_Exercise prompt_
Set every entry down again exactly, omitting none.

(Records from a dataset)
============================================================

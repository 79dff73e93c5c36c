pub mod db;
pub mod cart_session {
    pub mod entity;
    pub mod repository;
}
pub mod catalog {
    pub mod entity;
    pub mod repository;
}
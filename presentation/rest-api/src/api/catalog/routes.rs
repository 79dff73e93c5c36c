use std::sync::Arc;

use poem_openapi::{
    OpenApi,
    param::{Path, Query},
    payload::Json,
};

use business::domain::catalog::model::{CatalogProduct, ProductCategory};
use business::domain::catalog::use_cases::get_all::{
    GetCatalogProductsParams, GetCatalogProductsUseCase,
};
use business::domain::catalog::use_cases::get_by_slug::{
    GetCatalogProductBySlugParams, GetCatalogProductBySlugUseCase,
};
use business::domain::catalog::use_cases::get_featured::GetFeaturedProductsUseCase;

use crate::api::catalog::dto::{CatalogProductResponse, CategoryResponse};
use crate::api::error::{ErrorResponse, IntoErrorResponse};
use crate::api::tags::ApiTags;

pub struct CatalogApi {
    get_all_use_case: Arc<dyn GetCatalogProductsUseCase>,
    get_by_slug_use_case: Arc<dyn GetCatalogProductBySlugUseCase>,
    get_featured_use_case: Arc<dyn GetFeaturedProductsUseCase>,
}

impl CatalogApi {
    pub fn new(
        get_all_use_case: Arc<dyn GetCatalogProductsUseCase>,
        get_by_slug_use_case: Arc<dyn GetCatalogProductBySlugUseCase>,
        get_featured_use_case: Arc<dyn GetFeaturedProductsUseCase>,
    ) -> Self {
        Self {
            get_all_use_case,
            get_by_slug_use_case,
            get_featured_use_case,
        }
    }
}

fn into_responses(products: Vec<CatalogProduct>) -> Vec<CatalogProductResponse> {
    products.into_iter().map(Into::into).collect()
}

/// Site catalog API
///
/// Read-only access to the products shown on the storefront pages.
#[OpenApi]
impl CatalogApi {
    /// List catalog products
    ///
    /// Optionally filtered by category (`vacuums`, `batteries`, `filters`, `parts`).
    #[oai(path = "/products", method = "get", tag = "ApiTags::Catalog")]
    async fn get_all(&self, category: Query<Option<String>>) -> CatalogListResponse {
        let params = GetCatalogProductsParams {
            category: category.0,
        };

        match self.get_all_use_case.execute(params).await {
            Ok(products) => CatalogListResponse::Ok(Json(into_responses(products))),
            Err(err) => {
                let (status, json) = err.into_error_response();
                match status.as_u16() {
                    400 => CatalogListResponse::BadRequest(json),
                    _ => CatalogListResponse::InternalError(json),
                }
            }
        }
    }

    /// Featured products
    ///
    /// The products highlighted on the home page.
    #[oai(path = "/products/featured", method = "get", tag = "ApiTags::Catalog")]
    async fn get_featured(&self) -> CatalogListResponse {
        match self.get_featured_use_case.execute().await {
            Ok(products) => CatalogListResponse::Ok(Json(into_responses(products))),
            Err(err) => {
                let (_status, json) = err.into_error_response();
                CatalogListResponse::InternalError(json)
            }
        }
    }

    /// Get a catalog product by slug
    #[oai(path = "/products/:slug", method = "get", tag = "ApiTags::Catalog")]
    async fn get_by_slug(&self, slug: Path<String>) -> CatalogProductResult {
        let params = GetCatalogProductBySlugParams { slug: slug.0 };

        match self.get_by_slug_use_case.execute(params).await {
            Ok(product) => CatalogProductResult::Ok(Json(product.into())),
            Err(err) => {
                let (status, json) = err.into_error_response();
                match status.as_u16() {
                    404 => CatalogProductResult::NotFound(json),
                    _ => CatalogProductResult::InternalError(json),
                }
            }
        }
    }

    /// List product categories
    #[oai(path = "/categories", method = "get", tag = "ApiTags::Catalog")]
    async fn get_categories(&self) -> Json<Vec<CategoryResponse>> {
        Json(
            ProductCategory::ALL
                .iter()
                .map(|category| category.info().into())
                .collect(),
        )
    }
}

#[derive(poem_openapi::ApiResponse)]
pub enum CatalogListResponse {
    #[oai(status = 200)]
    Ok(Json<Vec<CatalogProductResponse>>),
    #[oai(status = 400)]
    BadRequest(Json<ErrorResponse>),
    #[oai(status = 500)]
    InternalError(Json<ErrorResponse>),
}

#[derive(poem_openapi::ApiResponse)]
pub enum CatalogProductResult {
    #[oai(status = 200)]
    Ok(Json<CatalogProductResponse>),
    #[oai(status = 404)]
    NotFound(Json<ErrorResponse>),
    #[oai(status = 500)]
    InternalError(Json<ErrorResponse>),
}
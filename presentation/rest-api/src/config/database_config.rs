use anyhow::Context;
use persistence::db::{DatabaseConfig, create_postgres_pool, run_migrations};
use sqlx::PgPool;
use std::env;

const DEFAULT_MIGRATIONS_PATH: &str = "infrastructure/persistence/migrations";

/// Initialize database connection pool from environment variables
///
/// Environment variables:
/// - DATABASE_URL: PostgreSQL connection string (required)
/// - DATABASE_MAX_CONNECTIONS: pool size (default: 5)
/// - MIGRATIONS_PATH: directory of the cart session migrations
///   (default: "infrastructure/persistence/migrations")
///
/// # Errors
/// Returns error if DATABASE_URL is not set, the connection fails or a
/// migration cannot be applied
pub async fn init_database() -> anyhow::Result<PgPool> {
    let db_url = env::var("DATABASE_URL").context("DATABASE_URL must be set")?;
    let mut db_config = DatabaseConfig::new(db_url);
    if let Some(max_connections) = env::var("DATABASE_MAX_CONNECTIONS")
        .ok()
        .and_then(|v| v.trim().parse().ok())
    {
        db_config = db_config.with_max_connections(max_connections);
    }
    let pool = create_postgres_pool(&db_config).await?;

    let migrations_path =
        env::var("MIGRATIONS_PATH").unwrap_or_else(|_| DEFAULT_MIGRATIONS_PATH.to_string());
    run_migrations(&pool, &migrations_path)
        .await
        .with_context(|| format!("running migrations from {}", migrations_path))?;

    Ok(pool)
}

============================================================

_Worked solution_
repository 79dff73e93c5c36c
pub mod db;
pub mod cart_session {
    pub mod entity;
    pub mod repository;
}
pub mod catalog {
    pub mod entity;
    pub mod repository;
}
filename presentation/rest-api/src/api/catalog/routes.rs
repository 79dff73e93c5c36c
use std::sync::Arc;

use poem_openapi::{
    OpenApi,
    param::{Path, Query},
    payload::Json,
};

use business::domain::catalog::model::{CatalogProduct, ProductCategory};
use business::domain::catalog::use_cases::get_all::{
    GetCatalogProductsParams, GetCatalogProductsUseCase,
};
use business::domain::catalog::use_cases::get_by_slug::{
    GetCatalogProductBySlugParams, GetCatalogProductBySlugUseCase,
};
use business::domain::catalog::use_cases::get_featured::GetFeaturedProductsUseCase;

use crate::api::catalog::dto::{CatalogProductResponse, CategoryResponse};
use crate::api::error::{ErrorResponse, IntoErrorResponse};
use crate::api::tags::ApiTags;

pub struct CatalogApi {
    get_all_use_case: Arc<dyn GetCatalogProductsUseCase>,
    get_by_slug_use_case: Arc<dyn GetCatalogProductBySlugUseCase>,
    get_featured_use_case: Arc<dyn GetFeaturedProductsUseCase>,
}

impl CatalogApi {
    pub fn new(
        get_all_use_case: Arc<dyn GetCatalogProductsUseCase>,
        get_by_slug_use_case: Arc<dyn GetCatalogProductBySlugUseCase>,
        get_featured_use_case: Arc<dyn GetFeaturedProductsUseCase>,
    ) -> Self {
        Self {
            get_all_use_case,
            get_by_slug_use_case,
            get_featured_use_case,
        }
    }
}

fn into_responses(products: Vec<CatalogProduct>) -> Vec<CatalogProductResponse> {
    products.into_iter().map(Into::into).collect()
}

/// Site catalog API
///
/// Read-only access to the products shown on the storefront pages.
#[OpenApi]
impl CatalogApi {
    /// List catalog products
    ///
    /// Optionally filtered by category (`vacuums`, `batteries`, `filters`, `parts`).
    #[oai(path = "/products", method = "get", tag = "ApiTags::Catalog")]
    async fn get_all(&self, category: Query<Option<String>>) -> CatalogListResponse {
        let params = GetCatalogProductsParams {
            category: category.0,
        };

        match self.get_all_use_case.execute(params).await {
            Ok(products) => CatalogListResponse::Ok(Json(into_responses(products))),
            Err(err) => {
                let (status, json) = err.into_error_response();
                match status.as_u16() {
                    400 => CatalogListResponse::BadRequest(json),
                    _ => CatalogListResponse::InternalError(json),
                }
            }
        }
    }

    /// Featured products
    ///
    /// The products highlighted on the home page.
    #[oai(path = "/products/featured", method = "get", tag = "ApiTags::Catalog")]
    async fn get_featured(&self) -> CatalogListResponse {
        match self.get_featured_use_case.execute().await {
            Ok(products) => CatalogListResponse::Ok(Json(into_responses(products))),
            Err(err) => {
                let (_status, json) = err.into_error_response();
                CatalogListResponse::InternalError(json)
            }
        }
    }

    /// Get a catalog product by slug
    #[oai(path = "/products/:slug", method = "get", tag = "ApiTags::Catalog")]
    async fn get_by_slug(&self, slug: Path<String>) -> CatalogProductResult {
        let params = GetCatalogProductBySlugParams { slug: slug.0 };

        match self.get_by_slug_use_case.execute(params).await {
            Ok(product) => CatalogProductResult::Ok(Json(product.into())),
            Err(err) => {
                let (status, json) = err.into_error_response();
                match status.as_u16() {
                    404 => CatalogProductResult::NotFound(json),
                    _ => CatalogProductResult::InternalError(json),
                }
            }
        }
    }

    /// List product categories
    #[oai(path = "/categories", method = "get", tag = "ApiTags::Catalog")]
    async fn get_categories(&self) -> Json<Vec<CategoryResponse>> {
        Json(
            ProductCategory::ALL
                .iter()
                .map(|category| category.info().into())
                .collect(),
        )
    }
}

#[derive(poem_openapi::ApiResponse)]
pub enum CatalogListResponse {
    #[oai(status = 200)]
    Ok(Json<Vec<CatalogProductResponse>>),
    #[oai(status = 400)]
    BadRequest(Json<ErrorResponse>),
    #[oai(status = 500)]
    InternalError(Json<ErrorResponse>),
}

#[derive(poem_openapi::ApiResponse)]
pub enum CatalogProductResult {
    #[oai(status = 200)]
    Ok(Json<CatalogProductResponse>),
    #[oai(status = 404)]
    NotFound(Json<ErrorResponse>),
    #[oai(status = 500)]
    InternalError(Json<ErrorResponse>),
}
filename presentation/rest-api/src/config/database_config.rs
use anyhow::Context;
use persistence::db::{DatabaseConfig, create_postgres_pool, run_migrations};
use sqlx::PgPool;
use std::env;

const DEFAULT_MIGRATIONS_PATH: &str = "infrastructure/persistence/migrations";

/// Initialize database connection pool from environment variables
///
/// Environment variables:
/// - DATABASE_URL: PostgreSQL connection string (required)
/// - DATABASE_MAX_CONNECTIONS: pool size (default: 5)
/// - MIGRATIONS_PATH: directory of the cart session migrations
///   (default: "infrastructure/persistence/migrations")
///
/// # Errors
/// Returns error if DATABASE_URL is not set, the connection fails or a
/// migration cannot be applied
pub async fn init_database() -> anyhow::Result<PgPool> {
    let db_url = env::var("DATABASE_URL").context("DATABASE_URL must be set")?;
    let mut db_config = DatabaseConfig::new(db_url);
    if let Some(max_connections) = env::var("DATABASE_MAX_CONNECTIONS")
        .ok()
        .and_then(|v| v.trim().parse().ok())
    {
        db_config = db_config.with_max_connections(max_connections);
    }
    let pool = create_postgres_pool(&db_config).await?;

    let migrations_path =
        env::var("MIGRATIONS_PATH").unwrap_or_else(|_| DEFAULT_MIGRATIONS_PATH.to_string());
    run_migrations(&pool, &migrations_path)
        .await
        .with_context(|| format!("running migrations from {}", migrations_path))?;

    Ok(pool)
}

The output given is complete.